CUDA and MPI provide two different APIs for parallel programming that target very different parallel architectures. While CUDA allows to utilize parallel graphics hardware for general purpose computing, MPI is usually employed to write parallel programs that run on large SMP systems or on cluster computers. In order to improve a cluster’s overall computational capabilities it is not unusual to equip the nodes of a cluster with graphics cards. This, however, adds also another level of parallelism that a programmer must cope with. Likely one will combine MPI with CUDA when writing programs for such a system.
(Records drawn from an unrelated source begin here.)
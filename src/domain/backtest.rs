//! Backtest replay of the lagged signal against realized monthly returns.
//!
//! BacktestConfig defines the backtest parameters.

use crate::domain::calendar::YearMonth;
use crate::domain::price::AlignedPrices;
use crate::domain::returns::MonthlyReturns;
use crate::domain::signal::{AssetPair, Leg, SignalPoint};
use chrono::NaiveDate;

#[derive(Debug, Clone)]
pub struct BacktestConfig {
    pub pair: AssetPair,
    pub start_date: NaiveDate,
    pub end_date: NaiveDate,
    pub lookback: usize,
    pub risk_free_rate: f64,
}

/// One signal date of the replay. `strategy_return` is `None` when there was
/// no decision or no realized return for the chosen symbol in that month.
#[derive(Debug, Clone, PartialEq)]
pub struct StrategyMonth {
    pub date: NaiveDate,
    pub choice: Option<Leg>,
    pub strategy_return: Option<f64>,
}

#[derive(Debug, Clone, Copy, PartialEq)]
pub struct CurvePoint {
    pub date: NaiveDate,
    pub strategy_return: f64,
    /// Growth of one unit of capital through this month.
    pub cumulative: f64,
}

#[derive(Debug, Clone)]
pub struct BacktestResult {
    pub pair: AssetPair,
    pub months: Vec<StrategyMonth>,
    /// Defined months only, compounded in order.
    pub curve: Vec<CurvePoint>,
}

impl BacktestResult {
    pub fn defined_returns(&self) -> Vec<f64> {
        self.curve.iter().map(|p| p.strategy_return).collect()
    }

    pub fn undefined_months(&self) -> usize {
        self.months
            .iter()
            .filter(|m| m.strategy_return.is_none())
            .count()
    }

    pub fn symbol_of(&self, month: &StrategyMonth) -> Option<&str> {
        month.choice.map(|leg| self.pair.symbol(leg))
    }
}

/// Replays `lagged` decisions: each point's choice earns that symbol's return
/// over the calendar month containing the point's date.
pub fn run_backtest(
    prices: &AlignedPrices,
    lagged: &[SignalPoint],
    pair: &AssetPair,
) -> BacktestResult {
    let monthly = MonthlyReturns::from_prices(prices);

    let months: Vec<StrategyMonth> = lagged
        .iter()
        .map(|point| StrategyMonth {
            date: point.date,
            choice: point.choice,
            strategy_return: point
                .choice
                .and_then(|leg| monthly.get(YearMonth::of(point.date), pair.symbol(leg))),
        })
        .collect();

    let mut cumulative = 1.0;
    let curve = months
        .iter()
        .filter_map(|m| {
            m.strategy_return.map(|r| {
                cumulative *= 1.0 + r;
                CurvePoint {
                    date: m.date,
                    strategy_return: r,
                    cumulative,
                }
            })
        })
        .collect();

    BacktestResult {
        pair: pair.clone(),
        months,
        curve,
    }
}
//! Calendar-month grouping and business-month-end rules.

use chrono::{Datelike, Days, NaiveDate, Weekday};
use std::fmt;

#[derive(Debug, Clone, Copy, PartialEq, Eq, PartialOrd, Ord, Hash)]
pub struct YearMonth {
    pub year: i32,
    pub month: u32,
}

impl YearMonth {
    pub fn of(date: NaiveDate) -> Self {
        Self {
            year: date.year(),
            month: date.month(),
        }
    }
}

impl fmt::Display for YearMonth {
    fn fmt(&self, f: &mut fmt::Formatter<'_>) -> fmt::Result {
        write!(f, "{:04}-{:02}", self.year, self.month)
    }
}

/// Last present date of every (year, month) group in an ascending date index.
pub fn month_end_dates(dates: &[NaiveDate]) -> Vec<NaiveDate> {
    let mut ends: Vec<NaiveDate> = Vec::new();
    for &date in dates {
        match ends.last_mut() {
            Some(last) if YearMonth::of(*last) == YearMonth::of(date) => *last = date,
            _ => ends.push(date),
        }
    }
    ends
}

fn is_weekday(date: NaiveDate) -> bool {
    !matches!(date.weekday(), Weekday::Sat | Weekday::Sun)
}

/// Last Monday-Friday of the month containing `date`. Exchange holidays are
/// not modelled.
pub fn last_business_day_of_month(date: NaiveDate) -> Option<NaiveDate> {
    let first = date.with_day(1)?;
    let next_month = first.checked_add_months(chrono::Months::new(1))?;
    let mut day = next_month.checked_sub_days(Days::new(1))?;
    while !is_weekday(day) {
        day = day.checked_sub_days(Days::new(1))?;
    }
    Some(day)
}

pub fn is_last_business_day_of_month(date: NaiveDate) -> bool {
    last_business_day_of_month(date) == Some(date)
}
//! Core domain types and logic.

pub mod price;
pub mod calendar;
pub mod momentum;
pub mod signal;
pub mod returns;
pub mod backtest;
pub mod metrics;
pub mod position;
pub mod order;
pub mod reconcile;
pub mod config_validation;
pub mod error;
//! Configuration validation.
//!
//! Validates all config fields before any collaborator is contacted.

use crate::domain::error::DualmomError;
use crate::domain::order::TimeInForce;
use crate::ports::config_port::ConfigPort;
use chrono::NaiveDate;
use std::str::FromStr;

pub fn validate_strategy_config(config: &dyn ConfigPort) -> Result<(), DualmomError> {
    validate_assets(config)?;
    validate_lookback(config)?;
    validate_risk_free_rate(config)?;
    validate_dates(config)?;
    Ok(())
}

pub fn validate_execution_config(config: &dyn ConfigPort) -> Result<(), DualmomError> {
    validate_capital_fraction(config)?;
    validate_time_in_force(config)?;
    validate_run_after_hour(config)?;
    flag(config, "execution", "strict_universe", false)?;
    Ok(())
}

pub fn validate_data_config(config: &dyn ConfigPort) -> Result<(), DualmomError> {
    let source = config
        .get_string("data", "source")
        .unwrap_or_else(|| "csv".to_string());
    match source.trim().to_lowercase().as_str() {
        "csv" => {
            if config
                .get_string("data", "csv_dir")
                .filter(|s| !s.trim().is_empty())
                .is_none()
            {
                return Err(DualmomError::ConfigMissing {
                    section: "data".to_string(),
                    key: "csv_dir".to_string(),
                });
            }
            Ok(())
        }
        "alpaca" => {
            let delay = typed::<i64>(config, "alpaca", "request_delay_ms", 250)?;
            if delay < 0 {
                return Err(DualmomError::config_invalid(
                    "alpaca",
                    "request_delay_ms",
                    "request_delay_ms must not be negative",
                ));
            }
            Ok(())
        }
        other => Err(DualmomError::config_invalid(
            "data",
            "source",
            format!("unknown source '{other}' (expected csv or alpaca)"),
        )),
    }
}

fn validate_assets(config: &dyn ConfigPort) -> Result<(), DualmomError> {
    let a = config.get_string("strategy", "asset_a");
    let b = config.get_string("strategy", "asset_b");
    for (key, value) in [("asset_a", &a), ("asset_b", &b)] {
        if let Some(v) = value {
            if v.trim().is_empty() {
                return Err(DualmomError::config_invalid(
                    "strategy",
                    key,
                    "symbol must not be empty",
                ));
            }
        }
    }
    let a = a.unwrap_or_else(|| "SPY".to_string());
    let b = b.unwrap_or_else(|| "QQQ".to_string());
    if a.trim().eq_ignore_ascii_case(b.trim()) {
        return Err(DualmomError::config_invalid(
            "strategy",
            "asset_b",
            "asset_a and asset_b must differ",
        ));
    }
    Ok(())
}

/// Token set shared with the INI adapter's `get_bool`.
pub fn parse_bool(value: &str) -> Option<bool> {
    match value.trim().to_lowercase().as_str() {
        "true" | "yes" | "on" | "1" => Some(true),
        "false" | "no" | "off" | "0" => Some(false),
        _ => None,
    }
}

/// The typed `ConfigPort` getters fall back to their default on a value
/// that does not parse; validation reads the raw text so a typo fails.
fn typed<T: FromStr>(
    config: &dyn ConfigPort,
    section: &str,
    key: &str,
    default: T,
) -> Result<T, DualmomError> {
    match config.get_string(section, key) {
        None => Ok(default),
        Some(raw) => raw.parse::<T>().map_err(|_| {
            DualmomError::config_invalid(section, key, format!("cannot parse '{raw}'"))
        }),
    }
}

fn flag(
    config: &dyn ConfigPort,
    section: &str,
    key: &str,
    default: bool,
) -> Result<bool, DualmomError> {
    match config.get_string(section, key) {
        None => Ok(default),
        Some(raw) => parse_bool(&raw).ok_or_else(|| {
            DualmomError::config_invalid(section, key, format!("'{raw}' is not a boolean"))
        }),
    }
}

fn validate_lookback(config: &dyn ConfigPort) -> Result<(), DualmomError> {
    let value = typed::<i64>(config, "strategy", "lookback", 63)?;
    if value <= 0 {
        return Err(DualmomError::config_invalid(
            "strategy",
            "lookback",
            "lookback must be positive",
        ));
    }
    Ok(())
}

fn validate_risk_free_rate(config: &dyn ConfigPort) -> Result<(), DualmomError> {
    let value = typed::<f64>(config, "strategy", "risk_free_rate", 0.02)?;
    if !(0.0..1.0).contains(&value) {
        return Err(DualmomError::config_invalid(
            "strategy",
            "risk_free_rate",
            "risk_free_rate must be between 0 and 1",
        ));
    }
    Ok(())
}

fn validate_dates(config: &dyn ConfigPort) -> Result<(), DualmomError> {
    let start_str = config.get_string("strategy", "start_date");
    let start_date = parse_date(start_str.as_deref(), "start_date")?;

    if let Some(end_str) = config.get_string("strategy", "end_date") {
        let end_date = parse_date(Some(&end_str), "end_date")?;
        if start_date >= end_date {
            return Err(DualmomError::config_invalid(
                "strategy",
                "start_date",
                "start_date must be before end_date",
            ));
        }
    }
    Ok(())
}

pub fn parse_date(value: Option<&str>, key: &str) -> Result<NaiveDate, DualmomError> {
    let value = value.ok_or_else(|| DualmomError::ConfigMissing {
        section: "strategy".to_string(),
        key: key.to_string(),
    })?;
    NaiveDate::parse_from_str(value.trim(), "%Y-%m-%d").map_err(|_| {
        DualmomError::config_invalid(
            "strategy",
            key,
            "invalid date format (expected YYYY-MM-DD)",
        )
    })
}

fn validate_capital_fraction(config: &dyn ConfigPort) -> Result<(), DualmomError> {
    let value = typed::<f64>(config, "execution", "capital_fraction", 0.10)?;
    if !(value > 0.0 && value <= 1.0) {
        return Err(DualmomError::config_invalid(
            "execution",
            "capital_fraction",
            "capital_fraction must be in (0, 1]",
        ));
    }
    Ok(())
}

fn validate_time_in_force(config: &dyn ConfigPort) -> Result<(), DualmomError> {
    if let Some(value) = config.get_string("execution", "time_in_force") {
        value
            .parse::<TimeInForce>()
            .map_err(|reason| DualmomError::config_invalid("execution", "time_in_force", reason))?;
    }
    Ok(())
}

fn validate_run_after_hour(config: &dyn ConfigPort) -> Result<(), DualmomError> {
    let value = typed::<i64>(config, "execution", "run_after_hour", 16)?;
    if !(0..=23).contains(&value) {
        return Err(DualmomError::config_invalid(
            "execution",
            "run_after_hour",
            "run_after_hour must be between 0 and 23",
        ));
    }
    Ok(())
}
Combining both kinds of parallel programming techniques becomes much easier if the MPI implementation is CUDA-aware. CUDA-aware means that one can send data from device memory of one graphics card directly to the device memory of another card without an intermediate copy to host memory. This magic becomes possible thanks to «unified virtual address space» that puts all CUDA execution, on CPU and on the GPU, into a single address space. (Unified virtual address space requires CUDA 4.0 or later and a GPU with compute capability 2.0 or higher.) CUDA-aware MPI eases multi-GPU programming a lot and improves performance. Among other implementations, Open MPI is CUDA-aware.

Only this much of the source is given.